No site, há ainda o link para votar no prêmio por escolha popular (tá dando um aviso de segurança alienígena).
Abaixo, os indicados para melhor filme, seguidos de pequena avaliação do blogueiro. Todos estão disponíveis em DVD (se você achar uma locadora decente):
O Banheiro do Papa (co-produção com o Uruguai, direção de César Charlone e Enrique Fernández): não chega a empolgar, mas é bom em sua singeleza e merece atenção por tratar da pobreza sem os preconceitos de praxe.
Ensaio Sobre a Cegueira (co-produção com Canadá e Japão, direção de Fernando Meirelles): não soube adaptar Saramago para a tela (de resto, tarefa dificílima). Muito ruim.
Estômago (direção de Marcos Jorge): de longe, o melhor dos indicados.

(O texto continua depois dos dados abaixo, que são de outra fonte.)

mod config;
mod errors;
mod gemini;
mod models;
mod routes;
mod screening;
mod state;
mod store;

use std::net::SocketAddr;
use std::sync::Arc;

use anyhow::Result;
use tower_http::{cors::CorsLayer, trace::TraceLayer};
use tracing::info;
use tracing_subscriber::{layer::SubscriberExt, util::SubscriberInitExt, EnvFilter};

use crate::config::Config;
use crate::gemini::GeminiClient;
use crate::models::candidate::Settings;
use crate::routes::build_router;
use crate::screening::demo::seed_demo_candidates;
use crate::state::AppState;
use crate::store::SessionStore;

#[tokio::main]
async fn main() -> Result<()> {
    let config = Config::from_env()?;

    // Initialize structured logging
    tracing_subscriber::registry()
        .with(EnvFilter::try_from_default_env().unwrap_or_else(|_| {
            EnvFilter::new(format!(
                "{}={}",
                env!("CARGO_PKG_NAME").replace('-', "_"),
                &config.rust_log
            ))
        }))
        .with(tracing_subscriber::fmt::layer())
        .init();

    info!("Starting ResumeRank API v{}", env!("CARGO_PKG_VERSION"));

    // Session state lives exactly as long as the process; nothing persists.
    let store = Arc::new(SessionStore::new(Settings {
        api_key: config.gemini_api_key.clone(),
        model: config.default_model.clone(),
    }));
    if config.seed_demo_data {
        let seeded = seed_demo_candidates(20);
        info!("Seeding {} demo candidates", seeded.len());
        for candidate in seeded {
            store.add_candidate(candidate);
        }
    }

    let provider = Arc::new(GeminiClient::new());
    info!("Gemini client initialized (default model: {})", config.default_model);

    let state = AppState { store, provider };

    let app = build_router(state)
        .layer(TraceLayer::new_for_http())
        .layer(CorsLayer::permissive()); // browser dashboard talks to us directly

    let addr: SocketAddr = format!("0.0.0.0:{}", config.port).parse()?;
    info!("Listening on {addr}");

    let listener = tokio::net::TcpListener::bind(addr).await?;
    axum::serve(listener, app).await?;

    Ok(())
}
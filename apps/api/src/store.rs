//! Session store — in-memory source of truth for the candidate collection
//! and the active settings. Nothing here touches disk: all state lives for
//! one process lifetime by design.
//!
//! Every mutation happens under a short `RwLock` critical section with no
//! awaits inside, so no further locking discipline is needed.

use std::sync::atomic::{AtomicU64, Ordering};
use std::sync::RwLock;

use crate::models::candidate::{Candidate, Settings};

/// Token captured when an asynchronous request is issued. A result is only
/// applied if no newer request for the same purpose has been issued since —
/// this is what prevents two overlapping analyses from both appending, or a
/// stale model-catalog response from landing after a fresh one.
#[derive(Debug, Clone, Copy, PartialEq, Eq)]
pub struct RequestToken(u64);

pub struct SessionStore {
    candidates: RwLock<Vec<Candidate>>,
    settings: RwLock<Settings>,
    analysis_generation: AtomicU64,
    catalog_generation: AtomicU64,
}

impl SessionStore {
    pub fn new(settings: Settings) -> Self {
        Self {
            candidates: RwLock::new(Vec::new()),
            settings: RwLock::new(settings),
            analysis_generation: AtomicU64::new(0),
            catalog_generation: AtomicU64::new(0),
        }
    }

    /// Inserts at the head: canonical order is newest first.
    /// Append-only — no update or delete path exists.
    pub fn add_candidate(&self, candidate: Candidate) {
        let mut candidates = self.candidates.write().expect("session store lock poisoned");
        candidates.insert(0, candidate);
    }

    /// Marks the start of an analysis request, superseding any in flight.
    pub fn begin_analysis(&self) -> RequestToken {
        RequestToken(self.analysis_generation.fetch_add(1, Ordering::SeqCst) + 1)
    }

    /// Inserts the candidate only if `token` is still the newest analysis
    /// request. Returns false (and mutates nothing) if it was superseded.
    pub fn insert_if_current(&self, token: RequestToken, candidate: Candidate) -> bool {
        let mut candidates = self.candidates.write().expect("session store lock poisoned");
        if self.analysis_generation.load(Ordering::SeqCst) != token.0 {
            return false;
        }
        candidates.insert(0, candidate);
        true
    }

    /// Marks the start of a model-catalog fetch, superseding any in flight.
    pub fn begin_catalog_fetch(&self) -> RequestToken {
        RequestToken(self.catalog_generation.fetch_add(1, Ordering::SeqCst) + 1)
    }

    pub fn catalog_token_current(&self, token: RequestToken) -> bool {
        self.catalog_generation.load(Ordering::SeqCst) == token.0
    }

    /// Full collection, newest first. Callers sort/filter for presentation.
    pub fn candidates(&self) -> Vec<Candidate> {
        self.candidates
            .read()
            .expect("session store lock poisoned")
            .clone()
    }

    pub fn settings(&self) -> Settings {
        self.settings
            .read()
            .expect("session store lock poisoned")
            .clone()
    }

    /// Wholesale replacement. No validation here: a bad key or model id
    /// only surfaces on the next Gemini call.
    pub fn update_settings(&self, settings: Settings) {
        *self.settings.write().expect("session store lock poisoned") = settings;
    }
}

#[cfg(test)]
mod tests {
    use super::*;
    use crate::models::candidate::{AnalysisResponse, Candidate, CandidateStatus, Recommendation};

    fn candidate(name: &str, score: f64) -> Candidate {
        Candidate::from_analysis(
            name.to_string(),
            "Data Scientist".to_string(),
            "manual.entry@example.com".to_string(),
            "resume text".to_string(),
            "job description".to_string(),
            AnalysisResponse {
                score,
                reasoning: "fine".to_string(),
                key_skills: vec!["Python".to_string()],
                recommendation: Recommendation::Review,
            },
        )
    }

    fn store() -> SessionStore {
        SessionStore::new(Settings {
            api_key: String::new(),
            model: "gemini-2.5-flash".to_string(),
        })
    }

    #[test]
    fn test_add_candidate_is_append_only_newest_first() {
        let store = store();
        store.add_candidate(candidate("Alice Johnson", 70.0));
        store.add_candidate(candidate("Bob Smith", 55.0));
        store.add_candidate(candidate("Charlie Davis", 91.0));

        let all = store.candidates();
        assert_eq!(all.len(), 3);
        assert_eq!(all[0].name, "Charlie Davis");
        assert_eq!(all[2].name, "Alice Johnson");

        // Prior entries are untouched by later inserts.
        assert_eq!(all[2].score, 70.0);
        assert_eq!(all[2].status, CandidateStatus::Pending);
    }

    #[test]
    fn test_insert_if_current_applies_newest_request() {
        let store = store();
        let token = store.begin_analysis();
        assert!(store.insert_if_current(token, candidate("Diana Evans", 62.0)));
        assert_eq!(store.candidates().len(), 1);
    }

    #[test]
    fn test_insert_if_current_discards_superseded_result() {
        let store = store();
        let stale = store.begin_analysis();
        let fresh = store.begin_analysis();

        // The first request resolves after the second was issued: dropped.
        assert!(!store.insert_if_current(stale, candidate("Ethan Harris", 48.0)));
        assert_eq!(store.candidates().len(), 0);

        assert!(store.insert_if_current(fresh, candidate("Fiona Clark", 77.0)));
        assert_eq!(store.candidates().len(), 1);
        assert_eq!(store.candidates()[0].name, "Fiona Clark");
    }

    #[test]
    fn test_catalog_token_supersession() {
        let store = store();
        let stale = store.begin_catalog_fetch();
        assert!(store.catalog_token_current(stale));

        let fresh = store.begin_catalog_fetch();
        assert!(!store.catalog_token_current(stale));
        assert!(store.catalog_token_current(fresh));
    }

    #[test]
    fn test_update_settings_replaces_wholesale() {
        let store = store();
        store.update_settings(Settings {
            api_key: "AIza-test".to_string(),
            model: "gemini-2.5-pro".to_string(),
        });
        let settings = store.settings();
        assert_eq!(settings.api_key, "AIza-test");
        assert_eq!(settings.model, "gemini-2.5-pro");
    }
}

Uma sutil reflexão sobre o poder na forma de comida e sexo, e um ator estupendo (João Miguel) no papel principal. Tomara que ganhe.
Linha de Passe (direção de Walter Salles e Daniela Thomas): é tão oco quanto a cabeça de quem o fez. Uma obra (em italiano, se é que me entendem) sobre a pobreza feita por quem não sabe o que é isso, nem pretende aprender. É como se eu fizesse um filme sobre o brócoli.
Meu Nome Não É Johnny (direção de Mauro Lima): filme de férias para adolescentes disfarçado de lição de moral. Conservador na forma e nulo de conteúdo.
Uma lista muito fraca, mas não há de ser nada. Em 2008, todos os indicados eram, no mínimo, interessantes. Ganhou "O Ano em que Meus Pais Saíram de Férias" (Cao Hamburger), e eu achei de bom tamanho, embora preferisse "Baixio das Bestas" (Cláudio Assis).
Profissionais de cinema são seres humanos (alguns até demais), dados aos vícios e virtudes próprios da espécie (como panelinhas, curriolas, geladeiras, modismos etc.), o que explica o perfil social-globalizado da lista deste ano. Parece que resolveram apostar nas co-produções (tábua de salvação em tempos de crise) e no caminho fácil (e bobo) do "apelo social". Normal.
O que não se justifica é o desprezo para com "Encarnação do Demônio", de José Mojica Marins (indicado para Direção de Arte e Efeitos Visuais) e "Falsa Loura", de Carlos Reichenbach (nem meia indicação). Ambos mereciam concorrer a melhor diretor, e a ausência da oxigenada Rosane Mulholland na lista para melhor atriz chega a ser criminosa.
Adendo em 18/03: além da Loura e do Demônio, há outra injustiça, ou, antes, meia injustiça: "Chega de Saudade", de Lais Bodanzky, recebeu 11 indicações, inclusive direção, atriz (Cássia Kiss) e ator (Stepan Nercessian). Ótimo, mas tinha qualidade para concorrer a melhor filme.